St. Petersburg (Madrid 26, 10 PM): Stolypin the President of the Council of Ministers, Kokovtsov the Minister of Finance and Izvolsky the Minister of Foreign Affairs attended a lengthy secret session of the Duma's Expenditures Committee. The main item for discussion was the expenditures for the Navy. The representatives of the government conceded that Russia needs to own a strong navy without which she could not rank as a major power. The government is willing to examine as many amendments as may be presented, but wishes to carry out the programme for the Navy as soon as possible, for it deems this is of the most vital importance to Russia.

February 28, 1908. Galicia Nueva, diario de Villagarcía, page 2.

St. Petersburg: Nicholas II has held a private audience with a large commission of the Duma.

March 1, 1908. La Libertad, semanario republicano de Pontevedra, page 2.

Terrorism in Russia. Individuals linked to the terrorist infrastructure were apprehended in several neighbourhoods of St. Petersburg. A group of socialists projected several assassinations, including those of Grand Duke Nicholas and of the Justice Minister. In recent days some fishy types ambled about the proximities of the Ministry of Justice Palace. On Wednesday (February 26) three waited vainly for the minister to come out. They tried again on Thursday and that's when the police rushed to detain them. Among the arrested are eleven group leaders and five women. The detentions occasioned a few misfortunes. At "Osbol" district a youth aware of being followed fired his revolver and injured two policemen. In the event he was detained. At "Morkeia" (?) two men arrested put up resistance; one had a revolver and the other a bomb. The latter is an Italian man named "Calirno" (see Chapter 12, Item 5, April 24, 1908). A girl named "Sadovaia" made a police agent her victim and managed to escape temporarily; later she was hauled before the authorities. Similarly another woman, elegantly dressed, was waylaid at Michael Plaza; she opened fire against a policeman and tried to commit suicide. On top of making two arrests, the police undertook a thorough inspection and found a big cache of weapons, great amounts of explosive substances, revolutionary correspondence and two police uniforms. An inspection was also made at the home of the millionaire "Deekoff" (?) the owner of a large number of steamers, but nothing of practical significance was found. It is believed that those arrested are in contact with members of the terrorist gangs organized and recently discovered in Finland. The Duma has voted important sums of money to relieve the victims of terrorism. An order of the day was recently approved in the Duma expressing profound indignation at terrorist attacks and their authors.
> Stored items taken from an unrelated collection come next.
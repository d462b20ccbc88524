//! # BehavMgr module
//!
//! This module implements the [`StateMachine`] which drives the robot towards a fiducial marker.
//! The behaviour is broken down into a number of states:
//!
//! - `Init` - Self-test the camera and the actuators, retried every cycle until both pass.
//! - `Scan` - Wait (optionally rotating) until a marker is visible.
//! - `Moving` - Visual servo towards the marker until centred, close and aligned.
//! - `Exit` - Terminal state, stops the machine.
//!
//! Each state implements the enter/execute/exit lifecycle. The machine executes the current
//! state once per cycle and performs the transition when a state returns its successor.

// ------------------------------------------------------------------------------------------------
// MODULES
// ------------------------------------------------------------------------------------------------

mod exit;
mod init;
mod moving;
mod params;
mod scan;
pub mod tm;

// ------------------------------------------------------------------------------------------------
// IMPORTS
// ------------------------------------------------------------------------------------------------

use log::{error, info, warn};
use serde::{Deserialize, Serialize};
use std::{
    fmt::Display,
    sync::{
        atomic::{AtomicBool, Ordering},
        Arc,
    },
};

use crate::{
    actuator::{ActuatorError, ActuatorPort},
    vision::{VisionError, VisionFeed},
};
use comms_if::eqpt::mech::DriveCommand;

pub use self::{
    moving::{BlendedGains, ControlStrategy, MovingParams},
    params::BehavMgrParams,
    scan::ScanParams,
    tm::BehavTm,
};

// ------------------------------------------------------------------------------------------------
// EXPORTS
// ------------------------------------------------------------------------------------------------

pub mod states {
    pub use super::exit::Exit;
    pub use super::init::Init;
    pub use super::moving::Moving;
    pub use super::scan::Scan;
}

use states::*;

// ------------------------------------------------------------------------------------------------
// STRUCTS
// ------------------------------------------------------------------------------------------------

/// Behaviour state machine.
///
/// Owns the actuator and vision collaborators and the single active state.
pub struct StateMachine<A: ActuatorPort, V: VisionFeed> {
    params: BehavMgrParams,

    /// Data available to every state
    ctx: BehavCtx<A, V>,

    /// The currently active state
    state: BehavState,

    /// Kind of the state active before the last transition
    previous: Option<BehavStateKind>,

    running: bool,

    stop_handle: StopHandle,

    /// The most recent error raised by a state
    last_error: Option<BehavMgrError>,

    /// Number of consecutive cycles in which the state's execute failed
    num_consec_errors: u64,
}

/// Collaborators and shared data passed to each state.
pub struct BehavCtx<A, V> {
    pub actuator: A,

    pub vision: V,

    /// The last command sent to the actuator
    pub last_cmd: Option<DriveCommand>,

    /// Set by a state to request the machine stops at the end of the cycle
    pub stop_requested: bool,
}

/// Cloneable handle used to request the machine stops from outside the control loop.
#[derive(Debug, Clone, Default)]
pub struct StopHandle(Arc<AtomicBool>);

// ------------------------------------------------------------------------------------------------
// ENUMS
// ------------------------------------------------------------------------------------------------

/// Errors that can occur in the behaviour manager.
#[derive(Debug, thiserror::Error)]
pub enum BehavMgrError {
    #[error("Actuator error: {0}")]
    ActuatorError(#[from] ActuatorError),

    #[error("Vision error: {0}")]
    VisionError(#[from] VisionError),

    #[error("Invalid BehavMgr parameter: {0}")]
    InvalidParam(String),
}

#[derive(Debug)]
pub enum BehavState {
    Init(Init),
    Scan(Scan),
    Moving(Moving),
    Exit(Exit),
}

/// Discriminant of [`BehavState`] used in logs and telemetry.
#[derive(Debug, Clone, Copy, PartialEq, Eq, Serialize, Deserialize)]
pub enum BehavStateKind {
    Init,
    Scan,
    Moving,
    Exit,
}

// ------------------------------------------------------------------------------------------------
// IMPLS
// ------------------------------------------------------------------------------------------------

impl<A: ActuatorPort, V: VisionFeed> StateMachine<A, V> {
    pub fn new(params: BehavMgrParams, actuator: A, vision: V) -> Self {
        Self {
            params,
            ctx: BehavCtx {
                actuator,
                vision,
                last_cmd: None,
                stop_requested: false,
            },
            state: BehavState::Init(Init::new()),
            previous: None,
            running: false,
            stop_handle: StopHandle::default(),
            last_error: None,
            num_consec_errors: 0,
        }
    }

    /// Start the machine in the `Init` state. Has no effect if already running.
    pub fn start(&mut self) {
        if self.running {
            return;
        }

        self.running = true;
        self.ctx.stop_requested = false;
        self.stop_handle.0.store(false, Ordering::SeqCst);

        if self.state.kind() != BehavStateKind::Init {
            self.previous = Some(self.state.kind());
            self.state = BehavState::Init(Init::new());
        }

        info!("BehavMgr started in {}", self.state);

        if let Err(e) = self.state.enter(&self.params, &mut self.ctx) {
            self.record_lifecycle_error("entering", e);
        }
    }

    /// Execute one cycle of the current state, performing any transition it requests.
    ///
    /// Returns `true` while the machine is running. Errors raised by the state are logged and
    /// made available through [`StateMachine::last_error`], the state is kept for the next cycle.
    pub fn update(&mut self) -> bool {
        if !self.running {
            return false;
        }

        if self.stop_handle.is_stop_requested() {
            info!("Stop requested through the stop handle");
            self.stop();
            return false;
        }

        match self.state.execute(&self.params, &mut self.ctx) {
            Ok(Some(next)) => {
                self.num_consec_errors = 0;
                self.transition(next);
            }
            Ok(None) => self.num_consec_errors = 0,
            Err(e) => {
                error!("Error executing {}: {}", self.state, e);
                self.num_consec_errors += 1;
                self.last_error = Some(e);
            }
        }

        if self.ctx.stop_requested {
            self.stop();
        }

        self.running
    }

    /// Stop the machine, exiting the current state, stopping the vision capture and zeroing the
    /// actuator. Has no effect if not running.
    pub fn stop(&mut self) {
        if !self.running {
            return;
        }

        self.running = false;

        if let Err(e) = self.state.exit(&self.params, &mut self.ctx) {
            self.record_lifecycle_error("exiting", e);
        }

        if let Err(e) = self.ctx.vision.stop_capture() {
            warn!("Could not stop vision capture: {}", e);
        }

        match self.ctx.actuator.stop() {
            Ok(_) => self.ctx.last_cmd = Some(DriveCommand::zero()),
            Err(e) => error!("Could not stop the actuators: {}", e),
        }

        info!("BehavMgr stopped in {}", self.state);
    }

    pub fn is_running(&self) -> bool {
        self.running
    }

    /// A handle which can be used to stop the machine from another thread.
    pub fn stop_handle(&self) -> StopHandle {
        self.stop_handle.clone()
    }

    pub fn state(&self) -> &BehavState {
        &self.state
    }

    pub fn state_kind(&self) -> BehavStateKind {
        self.state.kind()
    }

    pub fn previous_state(&self) -> Option<BehavStateKind> {
        self.previous
    }

    pub fn last_error(&self) -> Option<&BehavMgrError> {
        self.last_error.as_ref()
    }

    /// Take the last error, clearing it.
    pub fn take_last_error(&mut self) -> Option<BehavMgrError> {
        self.last_error.take()
    }

    pub fn num_consec_errors(&self) -> u64 {
        self.num_consec_errors
    }

    pub fn actuator(&self) -> &A {
        &self.ctx.actuator
    }

    pub fn vision(&self) -> &V {
        &self.ctx.vision
    }

    pub fn vision_mut(&mut self) -> &mut V {
        &mut self.ctx.vision
    }

    /// Build the telemetry snapshot for the current cycle.
    pub fn get_tm(&self) -> BehavTm {
        let (retry_count, last_observation) = match self.state {
            BehavState::Moving(ref m) => (Some(m.retry_count()), Some(*m.last_observation())),
            _ => (None, None),
        };

        BehavTm {
            state: self.state.kind(),
            previous_state: self.previous,
            running: self.running,
            retry_count,
            last_observation,
            last_cmd: self.ctx.last_cmd,
            num_consec_errors: self.num_consec_errors,
            last_error: self.last_error.as_ref().map(|e| e.to_string()),
        }
    }

    fn transition(&mut self, next: BehavState) {
        if let Err(e) = self.state.exit(&self.params, &mut self.ctx) {
            self.record_lifecycle_error("exiting", e);
        }

        info!("BehavMgr state change: {} -> {}", self.state, next);

        self.previous = Some(self.state.kind());
        self.state = next;

        if let Err(e) = self.state.enter(&self.params, &mut self.ctx) {
            self.record_lifecycle_error("entering", e);
        }
    }

    /// Errors in enter and exit do not prevent the transition.
    fn record_lifecycle_error(&mut self, action: &str, e: BehavMgrError) {
        warn!("Error {} {}: {}", action, self.state, e);
        self.last_error = Some(e);
    }
}

impl<A: ActuatorPort, V: VisionFeed> Drop for StateMachine<A, V> {
    fn drop(&mut self) {
        self.stop();
    }
}

impl<A: ActuatorPort, V: VisionFeed> BehavCtx<A, V> {
    /// Send a command to the actuator, recording it as the last command.
    pub fn command(&mut self, cmd: DriveCommand) -> Result<(), BehavMgrError> {
        self.actuator.set_velocity(cmd)?;
        self.last_cmd = Some(cmd);
        Ok(())
    }

    pub fn stop_actuator(&mut self) -> Result<(), BehavMgrError> {
        self.command(DriveCommand::zero())
    }
}

impl StopHandle {
    pub fn request_stop(&self) {
        self.0.store(true, Ordering::SeqCst);
    }

    pub fn is_stop_requested(&self) -> bool {
        self.0.load(Ordering::SeqCst)
    }
}

impl BehavState {
    pub fn kind(&self) -> BehavStateKind {
        match self {
            BehavState::Init(_) => BehavStateKind::Init,
            BehavState::Scan(_) => BehavStateKind::Scan,
            BehavState::Moving(_) => BehavStateKind::Moving,
            BehavState::Exit(_) => BehavStateKind::Exit,
        }
    }

    fn enter<A: ActuatorPort, V: VisionFeed>(
        &mut self,
        params: &BehavMgrParams,
        ctx: &mut BehavCtx<A, V>,
    ) -> Result<(), BehavMgrError> {
        match self {
            BehavState::Init(s) => s.enter(params, ctx),
            BehavState::Scan(s) => s.enter(params, ctx),
            BehavState::Moving(s) => s.enter(params, ctx),
            BehavState::Exit(s) => s.enter(params, ctx),
        }
    }

    fn execute<A: ActuatorPort, V: VisionFeed>(
        &mut self,
        params: &BehavMgrParams,
        ctx: &mut BehavCtx<A, V>,
    ) -> Result<Option<BehavState>, BehavMgrError> {
        match self {
            BehavState::Init(s) => s.execute(params, ctx),
            BehavState::Scan(s) => s.execute(params, ctx),
            BehavState::Moving(s) => s.execute(params, ctx),
            BehavState::Exit(s) => s.execute(params, ctx),
        }
    }

    fn exit<A: ActuatorPort, V: VisionFeed>(
        &mut self,
        params: &BehavMgrParams,
        ctx: &mut BehavCtx<A, V>,
    ) -> Result<(), BehavMgrError> {
        match self {
            BehavState::Init(s) => s.exit(params, ctx),
            BehavState::Scan(s) => s.exit(params, ctx),
            BehavState::Moving(s) => s.exit(params, ctx),
            BehavState::Exit(s) => s.exit(params, ctx),
        }
    }
}

impl Display for BehavState {
    fn fmt(&self, f: &mut std::fmt::Formatter<'_>) -> std::fmt::Result {
        write!(f, "{}", self.kind())
    }
}

impl Display for BehavStateKind {
    fn fmt(&self, f: &mut std::fmt::Formatter<'_>) -> std::fmt::Result {
        match self {
            BehavStateKind::Init => write!(f, "BehavState::Init"),
            BehavStateKind::Scan => write!(f, "BehavState::Scan"),
            BehavStateKind::Moving => write!(f, "BehavState::Moving"),
            BehavStateKind::Exit => write!(f, "BehavState::Exit"),
        }
    }
}

// ------------------------------------------------------------------------------------------------
// TESTS
// ------------------------------------------------------------------------------------------------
March 14, 1908. El Correo Gallego, page 3.

Moscow (Madrid 13, 10 PM): An underground printing press was discovered in the same building police headquarters occupied. The press housed more than a hundred tons of revolutionary literature.

Baku, Azerbaijan (Madrid 13, 10 PM): Captain Orlovski the local head of the secret police was murdered by four revolutionaries, one of whom was killed, another arrested and the other two escaped.1


1 Two weeks later, on March 25, Stalin was apprehended and jailed in Baku. Mere coincidence?

This Russian webpage cites a newspaper report about a previous attempt on the life of Captain Orlovski that same year,

BAKU, February 19. At five o'clock in the evening two unknown persons attempted to hurl a bomb at Captain Orlovsky the head of the security department. Spotted by bodyguards the two fled and tossed the bomb over to Muslim passers-by. These, suspecting a find, went down to a basement to share it. An explosion followed and all were seriously injured. Meanwhile one of the fleeing assailants was detained; he was carrying a Mauser, a Browning and a hundred rounds of ammunition.


March 16, 1908. El Norte de Galicia, diario de Lugo, page 2.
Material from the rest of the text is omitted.